## Task
Look through the data below and, wherever a line carries the word "derive", please copy that line.

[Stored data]
▽
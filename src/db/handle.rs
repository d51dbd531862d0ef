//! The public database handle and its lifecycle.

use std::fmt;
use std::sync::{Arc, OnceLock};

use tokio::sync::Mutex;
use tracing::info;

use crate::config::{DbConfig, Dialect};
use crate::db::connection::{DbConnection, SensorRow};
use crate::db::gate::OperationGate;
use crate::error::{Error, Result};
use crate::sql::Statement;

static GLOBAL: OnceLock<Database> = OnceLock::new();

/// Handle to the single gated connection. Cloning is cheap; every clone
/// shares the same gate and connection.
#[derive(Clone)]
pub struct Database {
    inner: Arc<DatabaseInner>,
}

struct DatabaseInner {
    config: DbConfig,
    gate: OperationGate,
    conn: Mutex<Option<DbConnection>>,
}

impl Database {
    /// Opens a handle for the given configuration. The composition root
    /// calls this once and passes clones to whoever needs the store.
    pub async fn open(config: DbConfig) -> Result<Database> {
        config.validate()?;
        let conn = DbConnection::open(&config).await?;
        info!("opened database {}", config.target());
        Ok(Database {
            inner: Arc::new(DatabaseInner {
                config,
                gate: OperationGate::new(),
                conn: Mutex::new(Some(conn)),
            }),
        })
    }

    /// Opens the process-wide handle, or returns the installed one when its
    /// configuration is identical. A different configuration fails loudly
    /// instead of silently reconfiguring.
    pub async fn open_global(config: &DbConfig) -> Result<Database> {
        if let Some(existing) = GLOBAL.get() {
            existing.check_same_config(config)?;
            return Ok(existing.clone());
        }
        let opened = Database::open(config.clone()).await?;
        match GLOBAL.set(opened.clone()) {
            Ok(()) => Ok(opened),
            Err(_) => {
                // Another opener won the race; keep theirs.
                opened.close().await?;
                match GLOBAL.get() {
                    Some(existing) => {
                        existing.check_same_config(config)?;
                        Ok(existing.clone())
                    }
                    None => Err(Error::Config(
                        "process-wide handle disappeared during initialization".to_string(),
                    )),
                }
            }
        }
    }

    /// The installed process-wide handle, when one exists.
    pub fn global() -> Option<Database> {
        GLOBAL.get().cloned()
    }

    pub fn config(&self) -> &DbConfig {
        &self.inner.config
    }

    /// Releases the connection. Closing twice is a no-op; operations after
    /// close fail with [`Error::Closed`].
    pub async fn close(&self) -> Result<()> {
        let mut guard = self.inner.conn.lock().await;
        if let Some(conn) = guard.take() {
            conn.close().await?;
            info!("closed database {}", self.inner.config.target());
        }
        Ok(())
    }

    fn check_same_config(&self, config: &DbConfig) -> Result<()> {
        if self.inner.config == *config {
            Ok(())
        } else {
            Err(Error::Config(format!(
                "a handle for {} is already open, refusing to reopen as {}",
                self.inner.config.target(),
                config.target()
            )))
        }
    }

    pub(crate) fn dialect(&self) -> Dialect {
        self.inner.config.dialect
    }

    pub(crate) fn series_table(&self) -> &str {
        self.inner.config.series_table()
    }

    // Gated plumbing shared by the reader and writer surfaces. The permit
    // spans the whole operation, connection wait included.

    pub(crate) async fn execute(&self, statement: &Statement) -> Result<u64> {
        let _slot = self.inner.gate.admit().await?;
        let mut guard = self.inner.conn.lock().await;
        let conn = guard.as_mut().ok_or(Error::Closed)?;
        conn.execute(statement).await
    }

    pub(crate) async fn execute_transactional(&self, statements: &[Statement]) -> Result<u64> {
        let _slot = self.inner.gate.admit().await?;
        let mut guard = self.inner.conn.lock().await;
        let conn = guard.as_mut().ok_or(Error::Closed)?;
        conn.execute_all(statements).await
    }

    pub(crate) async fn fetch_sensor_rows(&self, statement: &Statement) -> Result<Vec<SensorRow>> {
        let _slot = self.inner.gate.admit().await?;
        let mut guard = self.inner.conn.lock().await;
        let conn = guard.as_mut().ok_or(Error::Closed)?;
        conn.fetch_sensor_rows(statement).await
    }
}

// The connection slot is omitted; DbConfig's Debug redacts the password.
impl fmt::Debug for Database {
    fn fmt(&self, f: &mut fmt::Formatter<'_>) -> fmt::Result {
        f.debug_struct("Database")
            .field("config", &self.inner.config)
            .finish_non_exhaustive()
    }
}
△
▽
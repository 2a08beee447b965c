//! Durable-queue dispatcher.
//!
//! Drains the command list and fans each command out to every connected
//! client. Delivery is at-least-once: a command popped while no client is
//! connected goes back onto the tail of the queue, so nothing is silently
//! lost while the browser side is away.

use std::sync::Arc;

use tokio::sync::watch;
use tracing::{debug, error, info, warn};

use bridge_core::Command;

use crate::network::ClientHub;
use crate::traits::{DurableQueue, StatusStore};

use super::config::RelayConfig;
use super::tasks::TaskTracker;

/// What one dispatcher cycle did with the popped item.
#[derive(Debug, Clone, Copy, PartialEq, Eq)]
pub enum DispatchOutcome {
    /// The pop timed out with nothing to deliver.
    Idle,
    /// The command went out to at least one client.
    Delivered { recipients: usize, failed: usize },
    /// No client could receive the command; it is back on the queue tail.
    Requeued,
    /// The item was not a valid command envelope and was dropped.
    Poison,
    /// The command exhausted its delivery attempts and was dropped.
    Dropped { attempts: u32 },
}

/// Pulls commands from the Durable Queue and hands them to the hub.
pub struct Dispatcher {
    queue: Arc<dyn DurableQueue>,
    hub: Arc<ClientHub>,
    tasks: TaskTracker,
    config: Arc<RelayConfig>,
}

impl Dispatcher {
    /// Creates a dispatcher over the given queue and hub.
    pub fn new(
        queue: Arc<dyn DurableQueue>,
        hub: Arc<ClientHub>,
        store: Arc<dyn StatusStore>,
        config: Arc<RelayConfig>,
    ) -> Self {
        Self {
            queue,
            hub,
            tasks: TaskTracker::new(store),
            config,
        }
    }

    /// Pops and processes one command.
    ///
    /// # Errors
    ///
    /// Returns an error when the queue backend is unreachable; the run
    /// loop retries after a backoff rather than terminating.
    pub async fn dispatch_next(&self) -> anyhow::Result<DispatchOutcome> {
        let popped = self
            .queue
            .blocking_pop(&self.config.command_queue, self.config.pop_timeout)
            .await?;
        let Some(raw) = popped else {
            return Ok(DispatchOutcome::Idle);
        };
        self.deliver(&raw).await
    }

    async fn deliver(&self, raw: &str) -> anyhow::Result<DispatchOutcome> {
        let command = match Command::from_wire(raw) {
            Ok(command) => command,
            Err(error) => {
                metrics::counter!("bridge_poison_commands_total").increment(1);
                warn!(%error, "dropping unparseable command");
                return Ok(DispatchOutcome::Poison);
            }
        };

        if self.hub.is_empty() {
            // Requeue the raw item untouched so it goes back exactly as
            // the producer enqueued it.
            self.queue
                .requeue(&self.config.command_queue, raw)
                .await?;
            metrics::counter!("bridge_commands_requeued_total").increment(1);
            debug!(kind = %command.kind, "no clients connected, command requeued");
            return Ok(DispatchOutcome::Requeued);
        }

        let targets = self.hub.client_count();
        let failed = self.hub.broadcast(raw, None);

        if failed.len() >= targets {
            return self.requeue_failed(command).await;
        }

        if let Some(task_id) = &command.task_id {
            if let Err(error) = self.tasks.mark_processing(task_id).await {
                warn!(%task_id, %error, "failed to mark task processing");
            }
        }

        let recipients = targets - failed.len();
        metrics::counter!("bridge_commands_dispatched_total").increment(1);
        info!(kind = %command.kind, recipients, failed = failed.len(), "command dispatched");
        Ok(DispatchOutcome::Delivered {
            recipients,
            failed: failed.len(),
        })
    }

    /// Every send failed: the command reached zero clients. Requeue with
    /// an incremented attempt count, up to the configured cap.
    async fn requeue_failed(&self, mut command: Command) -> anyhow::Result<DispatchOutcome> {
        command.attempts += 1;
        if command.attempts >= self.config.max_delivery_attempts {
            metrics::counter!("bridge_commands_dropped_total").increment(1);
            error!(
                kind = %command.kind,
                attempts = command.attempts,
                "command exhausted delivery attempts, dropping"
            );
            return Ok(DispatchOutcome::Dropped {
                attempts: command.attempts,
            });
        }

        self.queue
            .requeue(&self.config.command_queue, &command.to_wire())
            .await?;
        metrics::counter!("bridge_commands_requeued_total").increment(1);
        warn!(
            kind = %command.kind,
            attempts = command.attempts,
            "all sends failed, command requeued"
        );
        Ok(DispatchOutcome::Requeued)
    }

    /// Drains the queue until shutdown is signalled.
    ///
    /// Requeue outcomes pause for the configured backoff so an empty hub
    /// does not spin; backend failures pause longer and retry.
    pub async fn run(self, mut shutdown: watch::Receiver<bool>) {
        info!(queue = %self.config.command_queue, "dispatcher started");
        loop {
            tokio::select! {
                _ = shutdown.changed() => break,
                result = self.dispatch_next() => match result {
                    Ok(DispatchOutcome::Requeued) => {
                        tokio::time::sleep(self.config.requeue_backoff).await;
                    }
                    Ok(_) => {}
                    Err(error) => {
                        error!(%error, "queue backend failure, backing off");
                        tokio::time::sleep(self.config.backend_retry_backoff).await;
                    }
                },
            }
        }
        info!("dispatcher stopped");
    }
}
△
## Response to this task
#[derive(Clone)]
#[derive(Debug, Clone, Copy, PartialEq, Eq)]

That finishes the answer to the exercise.